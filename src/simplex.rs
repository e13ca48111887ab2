//! Nelder-Mead downhill simplex ("amoeba").
//!
//! A derivative-free local minimizer over the sum of squared residuals. Points
//! where the model cannot be evaluated score `+inf` and are never kept.

use ndarray::Array1;
use tracing::debug;

use crate::control::RunControl;
use crate::convergence::{ConvergenceStatus, OptimizeResult};
use crate::error::{Result, SasFitError};
use crate::problem::{cost_or_infinity, Problem};

/// Reflection, expansion, contraction and shrink coefficients.
const RHO: f64 = 1.0;
const CHI: f64 = 2.0;
const PSI: f64 = 0.5;
const SIGMA: f64 = 0.5;

/// Configuration for the Nelder-Mead simplex.
#[derive(Debug, Clone)]
pub struct NelderMead {
    /// Maximum number of iterations. Default: 4000
    pub max_iterations: usize,

    /// Absolute spread of the simplex vertices at which to stop. Default: 1e-4
    pub xatol: f64,

    /// Absolute spread of the vertex costs at which to stop. Default: 1e-4
    pub fatol: f64,

    /// Relative size of the initial simplex. Default: 0.05
    pub initial_step: f64,

    /// Initial step for coordinates that start at zero. Default: 0.00025
    pub zero_step: f64,
}

impl Default for NelderMead {
    fn default() -> Self {
        Self {
            max_iterations: 4000,
            xatol: 1e-4,
            fatol: 1e-4,
            initial_step: 0.05,
            zero_step: 0.00025,
        }
    }
}

impl NelderMead {
    pub fn new() -> Self {
        Self::default()
    }

    pub fn with_max_iterations(mut self, max_iterations: usize) -> Self {
        self.max_iterations = max_iterations;
        self
    }

    pub fn with_tolerances(mut self, xatol: f64, fatol: f64) -> Self {
        self.xatol = xatol;
        self.fatol = fatol;
        self
    }

    /// Build the starting simplex around `x0`.
    fn initial_simplex(&self, x0: &Array1<f64>) -> Vec<Array1<f64>> {
        let mut simplex = Vec::with_capacity(x0.len() + 1);
        simplex.push(x0.clone());
        for k in 0..x0.len() {
            let mut vertex = x0.clone();
            vertex[k] = if vertex[k] != 0.0 {
                vertex[k] * (1.0 + self.initial_step)
            } else {
                self.zero_step
            };
            simplex.push(vertex);
        }
        simplex
    }

    /// Minimize the sum of squared residuals starting from `initial_params`.
    pub fn minimize<P: Problem>(
        &self,
        problem: &P,
        initial_params: Array1<f64>,
        control: &RunControl,
    ) -> Result<OptimizeResult> {
        let n = problem.parameter_count();
        if initial_params.len() != n {
            return Err(SasFitError::DimensionMismatch(format!(
                "Expected {} parameters, got {}",
                n,
                initial_params.len()
            )));
        }
        let max_iterations = control.iteration_limit(self.max_iterations);

        let mut simplex = self.initial_simplex(&initial_params);
        let mut costs = simplex
            .iter()
            .map(|x| cost_or_infinity(problem, x))
            .collect::<Result<Vec<f64>>>()?;
        let mut func_evals = simplex.len();
        if !costs[0].is_finite() {
            return Err(SasFitError::FunctionEvaluation(
                "initial cost is not finite".to_string(),
            ));
        }
        sort_simplex(&mut simplex, &mut costs);

        let mut iterations = 0;
        let status = loop {
            if control.is_cancelled() {
                break ConvergenceStatus::Cancelled;
            }
            if self.has_converged(&simplex, &costs) {
                break ConvergenceStatus::ParameterConvergence;
            }
            if iterations >= max_iterations {
                break ConvergenceStatus::MaxIterationsReached;
            }

            let worst = simplex[n].clone();
            let f_worst = costs[n];
            let centroid = simplex[..n]
                .iter()
                .fold(Array1::zeros(n), |acc, x| acc + x)
                / n as f64;

            let xr = &centroid * (1.0 + RHO) - &worst * RHO;
            let fxr = cost_or_infinity(problem, &xr)?;
            func_evals += 1;

            let mut shrink = false;
            if fxr < costs[0] {
                let xe = &centroid * (1.0 + RHO * CHI) - &worst * (RHO * CHI);
                let fxe = cost_or_infinity(problem, &xe)?;
                func_evals += 1;
                if fxe < fxr {
                    simplex[n] = xe;
                    costs[n] = fxe;
                } else {
                    simplex[n] = xr;
                    costs[n] = fxr;
                }
            } else if fxr < costs[n - 1] {
                simplex[n] = xr;
                costs[n] = fxr;
            } else if fxr < f_worst {
                // Outside contraction
                let xc = &centroid * (1.0 + PSI * RHO) - &worst * (PSI * RHO);
                let fxc = cost_or_infinity(problem, &xc)?;
                func_evals += 1;
                if fxc <= fxr {
                    simplex[n] = xc;
                    costs[n] = fxc;
                } else {
                    shrink = true;
                }
            } else {
                // Inside contraction
                let xcc = &centroid * (1.0 - PSI) + &worst * PSI;
                let fxcc = cost_or_infinity(problem, &xcc)?;
                func_evals += 1;
                if fxcc < f_worst {
                    simplex[n] = xcc;
                    costs[n] = fxcc;
                } else {
                    shrink = true;
                }
            }

            if shrink {
                let best = simplex[0].clone();
                for j in 1..=n {
                    simplex[j] = &best + &((&simplex[j] - &best) * SIGMA);
                    costs[j] = cost_or_infinity(problem, &simplex[j])?;
                }
                func_evals += n;
            }

            sort_simplex(&mut simplex, &mut costs);
            iterations += 1;
        };

        let message = match status {
            ConvergenceStatus::ParameterConvergence => "Simplex converged".to_string(),
            ConvergenceStatus::Cancelled => "cancelled".to_string(),
            _ => format!("Maximum iterations ({}) reached", max_iterations),
        };
        debug!(iterations, func_evals, cost = costs[0], ?status, "nelder-mead finished");

        Ok(OptimizeResult {
            params: simplex.swap_remove(0),
            cost: costs[0],
            iterations,
            func_evals,
            status,
            message,
        })
    }

    fn has_converged(&self, simplex: &[Array1<f64>], costs: &[f64]) -> bool {
        let best = &simplex[0];
        let x_spread = simplex[1..]
            .iter()
            .flat_map(|x| x.iter().zip(best.iter()).map(|(a, b)| (a - b).abs()))
            .fold(0.0, f64::max);
        let f_spread = costs[1..]
            .iter()
            .map(|f| (f - costs[0]).abs())
            .fold(0.0, f64::max);
        x_spread <= self.xatol && f_spread <= self.fatol
    }
}

/// Order vertices by ascending cost.
fn sort_simplex(simplex: &mut Vec<Array1<f64>>, costs: &mut Vec<f64>) {
    let mut order: Vec<usize> = (0..costs.len()).collect();
    order.sort_by(|&a, &b| costs[a].total_cmp(&costs[b]));
    *simplex = order.iter().map(|&i| simplex[i].clone()).collect();
    *costs = order.iter().map(|&i| costs[i]).collect();
}
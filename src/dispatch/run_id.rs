//! Unique run identifiers.

use chrono::Utc;
use std::sync::atomic::{AtomicU64, Ordering};

/// Hands out run ids of the form `20261016T093512123Z-000042`.
///
/// The timestamp keeps ids sortable across restarts; the sequence makes them
/// unique within a process even when two runs start in the same millisecond.
#[derive(Debug, Default)]
pub struct RunIdAllocator {
    sequence: AtomicU64,
}

impl RunIdAllocator {
    pub fn new() -> Self {
        Self::default()
    }

    pub fn next_id(&self) -> String {
        let seq = self.sequence.fetch_add(1, Ordering::Relaxed);
        format!("{}-{:06}", Utc::now().format("%Y%m%dT%H%M%S%3fZ"), seq)
    }
}

#[cfg(test)]
mod tests {
    use super::*;
    use std::collections::HashSet;
    use std::sync::Arc;

    #[test]
    fn test_ids_are_unique_across_threads() {
        let allocator = Arc::new(RunIdAllocator::new());
        let handles: Vec<_> = (0..4)
            .map(|_| {
                let allocator = Arc::clone(&allocator);
                std::thread::spawn(move || {
                    (0..250).map(|_| allocator.next_id()).collect::<Vec<_>>()
                })
            })
            .collect();

        let mut ids = HashSet::new();
        for handle in handles {
            for id in handle.join().unwrap() {
                assert!(ids.insert(id));
            }
        }
        assert_eq!(ids.len(), 1000);
    }

    #[test]
    fn test_id_format() {
        let id = RunIdAllocator::new().next_id();
        let (stamp, seq) = id.split_once('-').unwrap();
        assert_eq!(stamp.len(), "20261016T093512123Z".len());
        assert_eq!(seq, "000000");
    }
}
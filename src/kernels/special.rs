//! Special functions and quadrature used by the scattering kernels.

use once_cell::sync::Lazy;

/// Number of Gauss-Legendre points used for orientation averages.
pub const GAUSS_POINTS: usize = 76;

/// Gauss-Legendre nodes and weights on [-1, 1].
#[derive(Debug, Clone)]
pub struct GaussLegendre {
    pub nodes: Vec<f64>,
    pub weights: Vec<f64>,
}

impl GaussLegendre {
    /// Compute an n-point rule by Newton iteration on the Legendre polynomial roots.
    pub fn new(n: usize) -> Self {
        let mut nodes = vec![0.0; n];
        let mut weights = vec![0.0; n];
        let nf = n as f64;

        for i in 0..(n + 1) / 2 {
            let mut z = (std::f64::consts::PI * (i as f64 + 0.75) / (nf + 0.5)).cos();
            let mut pp = 1.0;
            for _ in 0..100 {
                let mut p1 = 1.0;
                let mut p2 = 0.0;
                for j in 0..n {
                    let p3 = p2;
                    p2 = p1;
                    let jf = j as f64;
                    p1 = ((2.0 * jf + 1.0) * z * p2 - jf * p3) / (jf + 1.0);
                }
                pp = nf * (z * p1 - p2) / (z * z - 1.0);
                let z1 = z;
                z = z1 - p1 / pp;
                if (z - z1).abs() < 1e-15 {
                    break;
                }
            }
            nodes[i] = -z;
            nodes[n - 1 - i] = z;
            let w = 2.0 / ((1.0 - z * z) * pp * pp);
            weights[i] = w;
            weights[n - 1 - i] = w;
        }

        Self { nodes, weights }
    }

    /// Integrate `f` over `[a, b]`.
    pub fn integrate<F>(&self, a: f64, b: f64, mut f: F) -> f64
    where
        F: FnMut(f64) -> f64,
    {
        let half = 0.5 * (b - a);
        let mid = 0.5 * (b + a);
        self.nodes
            .iter()
            .zip(&self.weights)
            .map(|(x, w)| w * f(mid + half * x))
            .sum::<f64>()
            * half
    }
}

/// Shared quadrature rule for orientation averages.
pub static GAUSS: Lazy<GaussLegendre> = Lazy::new(|| GaussLegendre::new(GAUSS_POINTS));

/// Bessel function of the first kind, order one.
///
/// Rational approximation for |x| < 8, asymptotic expansion beyond; absolute
/// error is below 1e-8.
pub fn bessel_j1(x: f64) -> f64 {
    let ax = x.abs();
    if ax < 8.0 {
        let y = x * x;
        let num = x
            * (72362614232.0
                + y * (-7895059235.0
                    + y * (242396853.1
                        + y * (-2972611.439 + y * (15704.48260 + y * (-30.16036606))))));
        let den = 144725228442.0
            + y * (2300535178.0 + y * (18583304.74 + y * (99447.43394 + y * (376.9991397 + y))));
        num / den
    } else {
        let z = 8.0 / ax;
        let y = z * z;
        let xx = ax - 2.356194491;
        let p = 1.0
            + y * (0.183105e-2
                + y * (-0.3516396496e-4 + y * (0.2457520174e-5 + y * (-0.240337019e-6))));
        let q = 0.04687499995
            + y * (-0.2002690873e-3
                + y * (0.8449199096e-5 + y * (-0.88228987e-6 + y * 0.105787412e-6)));
        let ans = (0.636619772 / ax).sqrt() * (xx.cos() * p - z * xx.sin() * q);
        if x < 0.0 {
            -ans
        } else {
            ans
        }
    }
}

/// 2 J1(x) / x, equal to 1 at x = 0.
pub fn j1c(x: f64) -> f64 {
    if x.abs() < 1e-4 {
        1.0 - x * x / 8.0
    } else {
        2.0 * bessel_j1(x) / x
    }
}

/// Normalized spherical Bessel amplitude 3 (sin x - x cos x) / x^3.
pub fn sph_j1c(x: f64) -> f64 {
    if x.abs() < 1e-2 {
        let x2 = x * x;
        1.0 - x2 / 10.0 + x2 * x2 / 280.0
    } else {
        let (s, c) = x.sin_cos();
        3.0 * (s - x * c) / (x * x * x)
    }
}

/// sin(x) / x, equal to 1 at x = 0.
pub fn sinc(x: f64) -> f64 {
    if x.abs() < 1e-8 {
        1.0
    } else {
        x.sin() / x
    }
}
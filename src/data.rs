//! Scattering datasets and the uploads they are read from.
//!
//! A dataset is a `q, I, dI` table. Files are CSV with an optional header row,
//! `#` comment lines and any extra trailing columns ignored.

use csv::{ReaderBuilder, Trim, WriterBuilder};
use std::path::{Component, Path, PathBuf};
use tracing::debug;

use crate::error::{Result, SasFitError};

/// Measured intensities with their one-sigma uncertainties.
#[derive(Debug, Clone, PartialEq)]
pub struct Dataset {
    q: Vec<f64>,
    intensity: Vec<f64>,
    error: Vec<f64>,
}

impl Dataset {
    /// Build a dataset, checking that the columns agree and every point is usable.
    pub fn new(q: Vec<f64>, intensity: Vec<f64>, error: Vec<f64>) -> Result<Self> {
        if q.len() != intensity.len() || q.len() != error.len() {
            return Err(SasFitError::DataFile(format!(
                "column lengths differ: q={}, I={}, dI={}",
                q.len(),
                intensity.len(),
                error.len()
            )));
        }
        if q.is_empty() {
            return Err(SasFitError::DataFile("dataset has no points".to_string()));
        }
        for (row, ((&q, &i), &di)) in q.iter().zip(&intensity).zip(&error).enumerate() {
            if !(q.is_finite() && q > 0.0) {
                return Err(SasFitError::DataFile(format!(
                    "row {}: q must be positive, got {q}",
                    row + 1
                )));
            }
            if !i.is_finite() {
                return Err(SasFitError::DataFile(format!(
                    "row {}: intensity is not finite",
                    row + 1
                )));
            }
            if !(di.is_finite() && di > 0.0) {
                return Err(SasFitError::DataFile(format!(
                    "row {}: uncertainty must be positive, got {di}",
                    row + 1
                )));
            }
        }
        Ok(Self { q, intensity, error })
    }

    /// Read a `q, I, dI` CSV file.
    pub fn from_csv(path: &Path) -> Result<Self> {
        let mut reader = ReaderBuilder::new()
            .has_headers(false)
            .comment(Some(b'#'))
            .trim(Trim::All)
            .flexible(true)
            .from_path(path)
            .map_err(|e| SasFitError::DataFile(format!("{}: {e}", path.display())))?;

        let (mut q, mut intensity, mut error) = (Vec::new(), Vec::new(), Vec::new());
        for (line, record) in reader.records().enumerate() {
            let record =
                record.map_err(|e| SasFitError::DataFile(format!("{}: {e}", path.display())))?;
            if record.iter().all(|field| field.is_empty()) {
                continue;
            }
            if record.len() < 3 {
                return Err(SasFitError::DataFile(format!(
                    "{}: line {} has {} columns, expected q, I, dI",
                    path.display(),
                    line + 1,
                    record.len()
                )));
            }
            let parsed: Option<Vec<f64>> = record.iter().take(3).map(|f| f.parse().ok()).collect();
            match parsed {
                Some(values) => {
                    q.push(values[0]);
                    intensity.push(values[1]);
                    error.push(values[2]);
                }
                // A non-numeric first row is a header
                None if q.is_empty() && line == 0 => continue,
                None => {
                    return Err(SasFitError::DataFile(format!(
                        "{}: line {} is not numeric",
                        path.display(),
                        line + 1
                    )))
                }
            }
        }

        let dataset = Self::new(q, intensity, error)
            .map_err(|e| SasFitError::DataFile(format!("{}: {e}", path.display())))?;
        debug!(path = %path.display(), points = dataset.len(), "loaded dataset");
        Ok(dataset)
    }

    /// Write the dataset as a headed `q,I,dI` CSV file.
    pub fn to_csv(&self, path: &Path) -> Result<()> {
        let mut writer = WriterBuilder::new()
            .from_path(path)
            .map_err(|e| SasFitError::DataFile(format!("{}: {e}", path.display())))?;
        let write_err = |e: csv::Error| SasFitError::DataFile(format!("{}: {e}", path.display()));
        writer.write_record(["q", "I", "dI"]).map_err(write_err)?;
        for ((q, i), di) in self.q.iter().zip(&self.intensity).zip(&self.error) {
            writer
                .write_record([q.to_string(), i.to_string(), di.to_string()])
                .map_err(write_err)?;
        }
        writer.flush()?;
        Ok(())
    }

    pub fn q(&self) -> &[f64] {
        &self.q
    }

    pub fn intensity(&self) -> &[f64] {
        &self.intensity
    }

    pub fn error(&self) -> &[f64] {
        &self.error
    }

    pub fn len(&self) -> usize {
        self.q.len()
    }

    pub fn is_empty(&self) -> bool {
        self.q.is_empty()
    }
}

/// Locate an uploaded file under `root`, scoped to `user_id` when given.
///
/// A reference is tried as a relative path first; otherwise it is matched by file
/// name anywhere under the scoped directory and must match exactly one file.
/// References that escape the directory are rejected.
pub fn resolve_upload(root: &Path, user_id: Option<&str>, reference: &str) -> Result<PathBuf> {
    let uploads = match user_id {
        Some(user) if !user.is_empty() => {
            if !is_plain_relative(Path::new(user)) {
                return Err(SasFitError::DataFile(format!("invalid user scope '{user}'")));
            }
            root.join(user)
        }
        _ => root.to_path_buf(),
    };

    let reference_path = Path::new(reference.trim());
    let relative = if reference_path.is_absolute() {
        reference_path.strip_prefix(&uploads).map_err(|_| {
            SasFitError::DataFile(format!("'{reference}' is outside {}", uploads.display()))
        })?
    } else {
        reference_path
    };
    if relative.as_os_str().is_empty() || !is_plain_relative(relative) {
        return Err(SasFitError::DataFile(format!("invalid data reference '{reference}'")));
    }

    let direct = uploads.join(relative);
    if direct.is_file() {
        return Ok(direct);
    }

    let file_name = relative
        .file_name()
        .ok_or_else(|| SasFitError::DataFile(format!("invalid data reference '{reference}'")))?;
    let mut matches = Vec::new();
    find_by_name(&uploads, file_name, &mut matches)?;
    match matches.len() {
        1 => Ok(matches.remove(0)),
        0 => Err(SasFitError::DataFile(format!(
            "uploaded file '{reference}' not found under {}",
            uploads.display()
        ))),
        n => Err(SasFitError::DataFile(format!(
            "ambiguous file name '{}' ({n} matches); use the full relative path",
            file_name.to_string_lossy()
        ))),
    }
}

fn is_plain_relative(path: &Path) -> bool {
    path.components().all(|c| matches!(c, Component::Normal(_) | Component::CurDir))
}

fn find_by_name(dir: &Path, name: &std::ffi::OsStr, matches: &mut Vec<PathBuf>) -> Result<()> {
    let entries = match std::fs::read_dir(dir) {
        Ok(entries) => entries,
        Err(e) if e.kind() == std::io::ErrorKind::NotFound => return Ok(()),
        Err(e) => return Err(e.into()),
    };
    for entry in entries {
        let entry = entry?;
        let path = entry.path();
        let file_type = entry.file_type()?;
        if file_type.is_dir() {
            find_by_name(&path, name, matches)?;
        } else if file_type.is_file() && path.file_name() == Some(name) {
            matches.push(path);
        }
    }
    Ok(())
}

#[cfg(test)]
mod tests {
    use super::*;
    use std::fs;
    use tempfile::TempDir;

    #[test]
    fn test_read_with_header_and_comments() {
        let dir = TempDir::new().unwrap();
        let path = dir.path().join("data.csv");
        fs::write(&path, "# sample A\nq,I,dI\n0.01, 10.0, 0.5\n0.02,8.0,0.4,0.001\n\n").unwrap();

        let data = Dataset::from_csv(&path).unwrap();
        assert_eq!(data.len(), 2);
        assert_eq!(data.q(), &[0.01, 0.02]);
        assert_eq!(data.error(), &[0.5, 0.4]);
    }

    #[test]
    fn test_rejects_bad_rows() {
        let dir = TempDir::new().unwrap();
        let path = dir.path().join("bad.csv");

        fs::write(&path, "0.01,10.0\n").unwrap();
        assert!(matches!(Dataset::from_csv(&path), Err(SasFitError::DataFile(_))));

        fs::write(&path, "0.01,10.0,0.0\n").unwrap();
        assert!(matches!(Dataset::from_csv(&path), Err(SasFitError::DataFile(_))));

        fs::write(&path, "0.01,10.0,1.0\nx,y,z\n").unwrap();
        assert!(matches!(Dataset::from_csv(&path), Err(SasFitError::DataFile(_))));

        fs::write(&path, "q,I,dI\n").unwrap();
        assert!(matches!(Dataset::from_csv(&path), Err(SasFitError::DataFile(_))));
    }

    #[test]
    fn test_csv_write_then_read() {
        let dir = TempDir::new().unwrap();
        let path = dir.path().join("out.csv");
        let data = Dataset::new(vec![0.01, 0.1], vec![3.5, 0.25], vec![0.1, 0.01]).unwrap();
        data.to_csv(&path).unwrap();
        assert_eq!(Dataset::from_csv(&path).unwrap(), data);
    }

    #[test]
    fn test_resolve_upload() {
        let root = TempDir::new().unwrap();
        let user = root.path().join("alice");
        fs::create_dir_all(user.join("run1")).unwrap();
        fs::create_dir_all(user.join("run2")).unwrap();
        fs::write(user.join("run1/cyl.csv"), "").unwrap();
        fs::write(user.join("run1/same.csv"), "").unwrap();
        fs::write(user.join("run2/same.csv"), "").unwrap();

        let direct = resolve_upload(root.path(), Some("alice"), "run1/cyl.csv").unwrap();
        assert_eq!(direct, user.join("run1/cyl.csv"));

        let by_name = resolve_upload(root.path(), Some("alice"), "cyl.csv").unwrap();
        assert_eq!(by_name, user.join("run1/cyl.csv"));

        let absolute = user.join("run1/cyl.csv");
        let resolved =
            resolve_upload(root.path(), Some("alice"), absolute.to_str().unwrap()).unwrap();
        assert_eq!(resolved, absolute);

        let ambiguous = resolve_upload(root.path(), Some("alice"), "same.csv").unwrap_err();
        assert!(ambiguous.to_string().contains("ambiguous"));

        assert!(resolve_upload(root.path(), Some("alice"), "missing.csv").is_err());
        assert!(resolve_upload(root.path(), Some("alice"), "../alice/run1/cyl.csv").is_err());
        assert!(resolve_upload(root.path(), Some("bob"), "cyl.csv").is_err());
        assert!(resolve_upload(root.path(), Some("../alice"), "cyl.csv").is_err());
        assert!(resolve_upload(root.path(), None, "/etc/passwd").is_err());
    }
}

__________________________________________________

_WORK TASK:_ Whenever the word "columns" shows up in a line above, copy that line.

_SOLUTION FOR THIS PROBLEM:_
//! `#` comment lines and any extra trailing columns ignored.
    /// Build a dataset, checking that the columns agree and every point is usable.
                    "{}: line {} has {} columns, expected q, I, dI",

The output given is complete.